This building, now part of Mitchell Hamline School of Law campus in St. Paul, was previously Our Lady of Peace School, as noted on the words engraved in stone above the doors. DAVE HRBACEK | THE CATHOLIC SPIRIT

If you look closely at the north side of the library building at Mitchell Hamline School of Law in St. Paul, you might notice the words “Our Lady of Peace” etched in the lintels above some of the doorways. A thoughtful observer might correctly suspect a Catholic origin of the building, but Our Lady of Peace High School was only the last of the Catholic institutions there.

In 1887, Archbishop John Ireland purchased two lots at the corner of Portland and Victoria as the site for a new cathedral, centrally located between Minneapolis and St. Paul. Then, he changed his mind. Instead, nearby residents were saved from having to commute all the way to downtown for Mass on foot and by streetcar when St. Luke’s Church was built there in 1888. As St. Paul grew, so did St. Luke’s. The parish opened its first school in 1904 with 160 students. In 1916, Father James Byrne became pastor. He set to work on building a new church at Summit and Lexington almost immediately to accommodate the families that spilled out of the church and onto the sidewalk at five Sunday Masses.

The Great Depression brought widespread unemployment to St. Paul, but St. Luke’s continued to grow. In 1930, 100 new applicants were turned away from the parish school due to lack of room. Father Byrne realized that he could help solve both problems by funding a new school building. By this time, Father Byrne had become a monsignor, vicar general and superintendent of Catholic schools, and he sought to build a state-of-the-art building that would fit in with the neighborhood and live up to the highest values of the Catholic Church. He voluntarily raised the cost of the school to $260,000 (at least $3.6 million today) to pay the men who worked on the project a living wage.

At the school’s grand opening in 1931, Msgr. Byrne read a telegram from Pope Pius XI lauding the “model school.” The newspaper highlighted the two-room kindergarten with a “model playhouse, sand boxes, charts, and miniature chairs for the little folks.” Even the superintendent of St.
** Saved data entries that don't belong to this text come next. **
#[tokio::test]
async fn test_scan_input_errors() {
    let fx = fixture().await;
    let sid = fx.start(fx.zone_a.id).await.unwrap().session_id;

    assert_eq!(code_of(fx.scan(sid, "   ", fx.ok_state).await), ErrorCode::ValidationError);
    assert_eq!(code_of(fx.scan(sid, "NOPE", fx.ok_state).await), ErrorCode::NotFound);
    assert_eq!(code_of(fx.scan(sid, "A-001", 999).await), ErrorCode::NotFound);
    assert_eq!(code_of(fx.scan(777, "A-001", fx.ok_state).await), ErrorCode::NotFound);

    // None of the failures touched the cache
    assert_eq!(fx.workflow.cache().len(sid).await, 0);
}

// =============================================================================
// Verification
// =============================================================================

#[tokio::test]
async fn test_second_decide_conflicts() {
    let fx = fixture().await;
    let sid = fx.start(fx.zone_a.id).await.unwrap().session_id;
    fx.scan(sid, "A-001", fx.ok_state).await.unwrap();
    fx.finish(sid).await.unwrap();

    fx.workflow.decide(fx.decision(sid, true)).await.unwrap();

    assert_eq!(
        code_of(fx.workflow.decide(fx.decision(sid, true)).await),
        ErrorCode::Conflict
    );
    assert_eq!(
        code_of(fx.workflow.decide(fx.decision(sid, false)).await),
        ErrorCode::Conflict
    );
}

#[tokio::test]
async fn test_decide_authorization() {
    let fx = fixture().await;
    let sid = fx.start(fx.zone_a.id).await.unwrap().session_id;
    fx.finish(sid).await.unwrap();

    let mut as_manager = fx.decision(sid, true);
    as_manager.role = Role::AreaManager;
    assert_eq!(code_of(fx.workflow.decide(as_manager).await), ErrorCode::Forbidden);

    let mut no_profile = fx.decision(sid, true);
    no_profile.user_id = fx.manager_id;
    assert_eq!(code_of(fx.workflow.decide(no_profile).await), ErrorCode::NotFound);

    let mut other_branch = fx.decision(sid, true);
    other_branch.user_id = fx.foreign_checker.user_id;
    assert_eq!(code_of(fx.workflow.decide(other_branch).await), ErrorCode::Forbidden);

    // Nothing was recorded by the rejected attempts
    assert_eq!(fx.zone_state(fx.zone_a.id).await, ZoneState::InVerification);
    assert!(fx.db.verifications().get_by_session(sid).await.unwrap().is_none());
}

#[tokio::test]
async fn test_rejection_releases_zone_without_details() {
    let fx = fixture().await;
    let sid = fx.start(fx.zone_a.id).await.unwrap().session_id;
    fx.scan(sid, "A-001", fx.damaged_state).await.unwrap();
    fx.finish(sid).await.unwrap();

    let decided = fx.workflow.decide(fx.decision(sid, false)).await.unwrap();
    assert!(!decided.approved);
    assert_eq!(decided.details_recorded, 0);

    assert!(fx.db.verifications().details_for_session(sid).await.unwrap().is_empty());
    assert!(!fx.workflow.cache().is_open(sid));
    assert_eq!(fx.zone_state(fx.zone_a.id).await, ZoneState::Available);

    // Item state untouched on rejection
    let item = fx.db.items().get_by_code("A-001").await.unwrap().unwrap();
    assert_eq!(item.state_id, fx.ok_state);

    // And the zone can be counted again
    fx.start(fx.zone_a.id).await.unwrap();
}

#[tokio::test]
async fn test_compare_is_idempotent() {
    let fx = fixture().await;
    let sid = fx.start(fx.zone_a.id).await.unwrap().session_id;
    fx.scan(sid, "A-002", fx.damaged_state).await.unwrap();
    fx.scan(sid, "B-001", fx.ok_state).await.unwrap();
    fx.finish(sid).await.unwrap();

    let first = fx.workflow.compare(sid).await.unwrap();
    let second = fx.workflow.compare(sid).await.unwrap();

    assert_eq!(first, second);
    assert_eq!(fx.zone_state(fx.zone_a.id).await, ZoneState::InVerification);
    assert_eq!(fx.workflow.cache().len(sid).await, 2);
}

#[tokio::test]
async fn test_pending_shows_latest_finished_session_per_zone() {
    let fx = fixture().await;

    let a = fx.start(fx.zone_a.id).await.unwrap().session_id;
    let b = fx.start(fx.zone_b.id).await.unwrap().session_id;
    fx.finish(a).await.unwrap();

    let pending = fx.workflow.pending(fx.branch_id).await.unwrap();
    let ids: Vec<SessionId> = pending.iter().map(|s| s.session.id).collect();
    assert_eq!(ids, vec![a]);

    fx.finish(b).await.unwrap();
    let pending = fx.workflow.pending(fx.branch_id).await.unwrap();
    assert_eq!(pending.len(), 2);

    fx.workflow.decide(fx.decision(a, false)).await.unwrap();
    let pending = fx.workflow.pending(fx.branch_id).await.unwrap();
    let ids: Vec<SessionId> = pending.iter().map(|s| s.session.id).collect();
    assert_eq!(ids, vec![b]);
}

// =============================================================================
// Observation Log
// =============================================================================

#[tokio::test]
async fn test_finish_appends_closing_note() {
    let fx = fixture().await;
    let sid = fx.start(fx.zone_a.id).await.unwrap().session_id;
    fx.finish(sid).await.unwrap();

    let session = fx.db.sessions().get_with_zone(sid).await.unwrap().unwrap();
    let lines: Vec<&str> = session.session.observations.lines().collect();
    assert_eq!(lines.len(), 2);
    assert_eq!(lines[0], "quarterly");
    assert!(lines[1].starts_with("[closed "));
    assert!(lines[1].ends_with("] done"));
}

#[tokio::test]
async fn test_finish_without_header() {
    let fx = fixture_with(WorkflowSettings {
        closing_note_header: false,
    })
    .await;
    let sid = fx.start(fx.zone_a.id).await.unwrap().session_id;
    fx.finish(sid).await.unwrap();

    let session = fx.db.sessions().get_with_zone(sid).await.unwrap().unwrap();
    assert_eq!(session.session.observations, "quarterly\ndone");
}

// =============================================================================
// Lost Scans
// =============================================================================

#[tokio::test]
async fn test_lost_scans_are_reported_and_recoverable() {
    let fx = fixture().await;
    let sid = fx.start(fx.zone_a.id).await.unwrap().session_id;
    fx.scan(sid, "A-001", fx.ok_state).await.unwrap();

    // Same store, fresh cache: what a restart looks like
    let restarted = InventoryWorkflow::new(
        Arc::clone(&fx.db),
        Arc::new(ScanCache::new()),
        WorkflowSettings::default(),
    );
    let scan = ScanItemRequest {
        session_id: sid,
        item_code: "A-002".to_string(),
        state_id: fx.ok_state,
    };

    assert_eq!(
        code_of(restarted.scan(scan.clone()).await),
        ErrorCode::ScanDataLost
    );
    assert_eq!(
        code_of(
            restarted
                .finish(FinishCountRequest {
                    session_id: sid,
                    observations: String::new(),
                })
                .await
        ),
        ErrorCode::ScanDataLost
    );

    let recovered = restarted.recover(sid).await.unwrap();
    assert!(recovered.reopened);
    assert!(!restarted.recover(sid).await.unwrap().reopened);

    restarted.scan(scan).await.unwrap();
    assert_eq!(restarted.cache().len(sid).await, 1);
}

#[tokio::test]
async fn test_lost_scans_block_approval_but_not_rejection() {
    let fx = fixture().await;
    let sid = fx.start(fx.zone_a.id).await.unwrap().session_id;
    fx.finish(sid).await.unwrap();

    let restarted = InventoryWorkflow::new(
        Arc::clone(&fx.db),
        Arc::new(ScanCache::new()),
        WorkflowSettings::default(),
    );

    assert_eq!(code_of(restarted.compare(sid).await), ErrorCode::ScanDataLost);
    assert_eq!(
        code_of(restarted.decide(fx.decision(sid, true)).await),
        ErrorCode::ScanDataLost
    );

    restarted.decide(fx.decision(sid, false)).await.unwrap();
    assert_eq!(fx.zone_state(fx.zone_a.id).await, ZoneState::Available);
}

#[tokio::test]
async fn test_recover_requires_counting_zone() {
    let fx = fixture().await;
    let sid = fx.start(fx.zone_a.id).await.unwrap().session_id;
    fx.finish(sid).await.unwrap();

    assert_eq!(code_of(fx.workflow.recover(sid).await), ErrorCode::InvalidState);
    assert_eq!(code_of(fx.workflow.recover(31337).await), ErrorCode::NotFound);
}

// =============================================================================
// Superseded Sessions
// =============================================================================

/// Decides `old` (rejected), then starts and scans a newer session on the
/// same zone. Returns (old, new).
async fn superseded_pair(fx: &Fixture) -> (SessionId, SessionId) {
    let old = fx.start(fx.zone_a.id).await.unwrap().session_id;
    fx.scan(old, "A-001", fx.ok_state).await.unwrap();
    fx.finish(old).await.unwrap();
    fx.workflow.decide(fx.decision(old, false)).await.unwrap();

    let new = fx.start(fx.zone_a.id).await.unwrap().session_id;
    fx.scan(new, "A-001", fx.ok_state).await.unwrap();
    (old, new)
}

#[tokio::test]
async fn test_superseded_session_cannot_be_recovered() {
    let fx = fixture().await;
    let (old, new) = superseded_pair(&fx).await;

    assert_eq!(code_of(fx.workflow.recover(old).await), ErrorCode::InvalidState);
    assert!(!fx.workflow.cache().is_open(old));

    // The live session still counts
    fx.scan(new, "A-002", fx.ok_state).await.unwrap();
    assert_eq!(fx.workflow.cache().len(new).await, 2);
}

#[tokio::test]
async fn test_superseded_session_cannot_scan() {
    let fx = fixture().await;
    let (old, new) = superseded_pair(&fx).await;

    assert_eq!(
        code_of(fx.scan(old, "A-002", fx.ok_state).await),
        ErrorCode::InvalidState
    );
    assert_eq!(fx.workflow.cache().len(new).await, 1);
}

#[tokio::test]
async fn test_superseded_session_cannot_finish() {
    let fx = fixture().await;
    let (old, new) = superseded_pair(&fx).await;
    let log_before = fx
        .db
        .sessions()
        .get_with_zone(old)
        .await
        .unwrap()
        .unwrap()
        .session
        .observations;

    assert_eq!(code_of(fx.finish(old).await), ErrorCode::InvalidState);

    // Zone stays with the live count and the closed log is untouched
    assert_eq!(fx.zone_state(fx.zone_a.id).await, ZoneState::InInventory);
    let stale = fx.db.sessions().get_with_zone(old).await.unwrap().unwrap();
    assert_eq!(stale.session.observations, log_before);
    fx.scan(new, "A-002", fx.ok_state).await.unwrap();
}

#[tokio::test]
async fn test_superseded_session_cannot_compare_or_decide() {
    let fx = fixture().await;
    let (old, new) = superseded_pair(&fx).await;
    fx.finish(new).await.unwrap();

    assert_eq!(code_of(fx.workflow.compare(old).await), ErrorCode::InvalidState);
    assert_eq!(
        code_of(fx.workflow.decide(fx.decision(old, true)).await),
        ErrorCode::Conflict
    );

    let report = fx.workflow.compare(new).await.unwrap();
    assert_eq!(report.scanned_count, 1);
    let pending = fx.workflow.pending(fx.branch_id).await.unwrap();
    let ids: Vec<SessionId> = pending.iter().map(|s| s.session.id).collect();
    assert_eq!(ids, vec![new]);
}
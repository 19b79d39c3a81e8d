//! # Database Pool Management
//!
//! Connection pool creation and configuration for SQLite.
//!
//! ## Architecture
//! ```text
//! ┌─────────────────────────────────────────────────────────────────────────┐
//! │                      Database Connection Pool                           │
//! │                                                                         │
//! │  Service Startup                                                       │
//! │       │                                                                 │
//! │       ▼                                                                 │
//! │  DbConfig::new(path) ← Configure pool settings                         │
//! │       │                                                                 │
//! │       ▼                                                                 │
//! │  Database::new(config).await ← Create pool + run migrations            │
//! │       │                                                                 │
//! │       ▼                                                                 │
//! │  ┌─────────────────────────────────────────┐                           │
//! │  │            SqlitePool                    │                           │
//! │  │  ┌─────┐ ┌─────┐ ┌─────┐ ┌─────┐       │                           │
//! │  │  │Conn1│ │Conn2│ │Conn3│ │Conn4│ ...   │  (max_connections)        │
//! │  │  └─────┘ └─────┘ └─────┘ └─────┘       │                           │
//! │  └─────────────────────────────────────────┘                           │
//! │       │                                                                 │
//! │       │ Concurrent workflow calls (scan, finish, decide, ...)          │
//! │       ▼                                                                 │
//! │  zones() / items() / sessions() / verifications() / staff()            │
//! │                                                                         │
//! └─────────────────────────────────────────────────────────────────────────┘
//! ```
//!
//! ## WAL Mode
//! SQLite WAL (Write-Ahead Logging) mode is enabled so checkers reading the
//! pending queue never block operators closing a count.

use sqlx::sqlite::{SqliteConnectOptions, SqliteJournalMode, SqlitePoolOptions, SqliteSynchronous};
use sqlx::SqlitePool;
use std::path::PathBuf;
use std::str::FromStr;
use std::time::Duration;
use tracing::{debug, info};

use crate::error::{DbError, DbResult};
use crate::migrations;
use crate::repository::item::ItemRepository;
use crate::repository::session::SessionRepository;
use crate::repository::staff::StaffRepository;
use crate::repository::verification::VerificationRepository;
use crate::repository::zone::ZoneRepository;

// =============================================================================
// Configuration
// =============================================================================

/// Database configuration.
///
/// ## Example
/// ```rust,ignore
/// let config = DbConfig::new("/var/lib/stocktake/stocktake.db")
///     .max_connections(8)
///     .busy_timeout(Duration::from_secs(2));
/// ```
#[derive(Debug, Clone)]
pub struct DbConfig {
    /// Path to the SQLite database file, or `:memory:`.
    pub database_path: PathBuf,

    /// Maximum number of connections in the pool.
    /// Default: 5
    pub max_connections: u32,

    /// How long a caller waits for a free pooled connection.
    /// Default: 30 seconds
    pub acquire_timeout: Duration,

    /// How long SQLite retries a write while another connection holds the
    /// write lock. Concurrent Start/Finish/Decide transactions queue here
    /// instead of failing with `database is locked`.
    /// Default: 5 seconds
    pub busy_timeout: Duration,

    /// Whether to run migrations on connect.
    /// Default: true
    pub run_migrations: bool,
}

const IN_MEMORY: &str = ":memory:";

impl DbConfig {
    /// Creates a new database configuration with the given path.
    ///
    /// The file is created if it doesn't exist.
    pub fn new(path: impl Into<PathBuf>) -> Self {
        DbConfig {
            database_path: path.into(),
            max_connections: 5,
            acquire_timeout: Duration::from_secs(30),
            busy_timeout: Duration::from_secs(5),
            run_migrations: true,
        }
    }

    /// Sets the maximum number of connections.
    pub fn max_connections(mut self, max: u32) -> Self {
        self.max_connections = max;
        self
    }

    /// Sets the pool acquire timeout.
    pub fn acquire_timeout(mut self, timeout: Duration) -> Self {
        self.acquire_timeout = timeout;
        self
    }

    /// Sets the SQLite busy timeout.
    pub fn busy_timeout(mut self, timeout: Duration) -> Self {
        self.busy_timeout = timeout;
        self
    }

    /// Sets whether to run migrations on connect.
    pub fn run_migrations(mut self, run: bool) -> Self {
        self.run_migrations = run;
        self
    }

    /// Creates an in-memory database configuration (for testing).
    ///
    /// A single connection that is never recycled, since the database lives
    /// and dies with it.
    pub fn in_memory() -> Self {
        DbConfig {
            max_connections: 1,
            acquire_timeout: Duration::from_secs(5),
            ..DbConfig::new(IN_MEMORY)
        }
    }

    /// Returns true for the `:memory:` database.
    pub fn is_in_memory(&self) -> bool {
        self.database_path.as_os_str() == IN_MEMORY
    }
}

// =============================================================================
// Database
// =============================================================================

/// Main database handle providing repository access.
///
/// Cheap to clone: every repository holds a clone of the same pool.
///
/// ## Usage
/// ```rust,ignore
/// let zone = db.zones().get_by_id(zone_id).await?;
/// let pending = db.sessions().list_by_branch(branch_id).await?;
/// ```
#[derive(Debug, Clone)]
pub struct Database {
    pool: SqlitePool,
}

impl Database {
    /// Opens the pool and applies migrations.
    ///
    /// Every connection runs in WAL mode with foreign keys on and a busy
    /// timeout, so the zone compare-and-set writers wait for each other
    /// rather than erroring.
    pub async fn new(config: DbConfig) -> DbResult<Self> {
        info!(
            path = %config.database_path.display(),
            max_connections = config.max_connections,
            "Opening audit database"
        );

        let base_options = if config.is_in_memory() {
            SqliteConnectOptions::from_str("sqlite::memory:")
                .map_err(|e| DbError::ConnectionFailed(e.to_string()))?
        } else {
            SqliteConnectOptions::new()
                .filename(&config.database_path)
                .create_if_missing(true)
                .journal_mode(SqliteJournalMode::Wal)
                .synchronous(SqliteSynchronous::Normal)
        };
        let connect_options = base_options
            .foreign_keys(true)
            .busy_timeout(config.busy_timeout);

        let mut pool_options = SqlitePoolOptions::new()
            .max_connections(config.max_connections)
            .acquire_timeout(config.acquire_timeout);
        if config.is_in_memory() {
            pool_options = pool_options
                .min_connections(1)
                .idle_timeout(None)
                .max_lifetime(None);
        }

        let pool = pool_options
            .connect_with(connect_options)
            .await
            .map_err(|e| DbError::ConnectionFailed(e.to_string()))?;

        debug!(busy_timeout_ms = config.busy_timeout.as_millis() as u64, "Pool ready");

        let db = Database { pool };

        if config.run_migrations {
            db.run_migrations().await?;
        }

        Ok(db)
    }

    /// Applies pending migrations; already applied ones are skipped.
    pub async fn run_migrations(&self) -> DbResult<()> {
        migrations::run_migrations(&self.pool).await?;
        info!("Migrations complete");
        Ok(())
    }

    /// Returns a reference to the connection pool.
    pub fn pool(&self) -> &SqlitePool {
        &self.pool
    }

    /// Returns the zone repository.
    pub fn zones(&self) -> ZoneRepository {
        ZoneRepository::new(self.pool.clone())
    }

    /// Returns the item repository (items and the item state catalogue).
    pub fn items(&self) -> ItemRepository {
        ItemRepository::new(self.pool.clone())
    }

    /// Returns the inventory session repository.
    pub fn sessions(&self) -> SessionRepository {
        SessionRepository::new(self.pool.clone())
    }

    /// Returns the verification repository.
    pub fn verifications(&self) -> VerificationRepository {
        VerificationRepository::new(self.pool.clone())
    }

    /// Returns the staff repository (branches, users, groups, checkers).
    pub fn staff(&self) -> StaffRepository {
        StaffRepository::new(self.pool.clone())
    }
}

// =============================================================================
// Unit Tests
// =============================================================================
Paul’s public schools called it the best grade school in the state. The new school had 17 classrooms and 620 students. Still, by 1950 the parish had outgrown the school once again. The following year a new school building opened next to the church on Summit Avenue, and the old school was sold to the Sisters of Charity of the Blessed Virgin Mary of Dubuque, Iowa.

The BVM sisters began the building’s final Catholic chapter as Our Lady of Peace High School for girls in 1951. By 1956, the sisters were already in need of more space for students as they completed the first of two additions to the school, making room for 1,000 young women with a new auditorium, assembly room and classrooms for fine arts and theater. Then, as the number of Catholic youngsters shrank, the school shut its doors in 1973, and its students dispersed to other Catholic high schools.

After the school closed, the sisters looked to sell the building. Benjamin E. Mays Learning Center made an offer, intending to turn the building into an interracial grade school. Citing concerns about the school’s finances, the sisters accepted a less lucrative offer from William Mitchell College of Law. Accusations of racial bias filled local newspapers, and William Mitchell rescinded its offer. However, five months later, the sisters accepted a subsequent offer from the law school, an organization that local Catholics believed would anchor the neighborhood and preserve its unique character.

Luiken is a historian with a Ph.D. from the University of Minnesota and a lifelong Catholic in the Archdiocese of St. Paul and Minneapolis.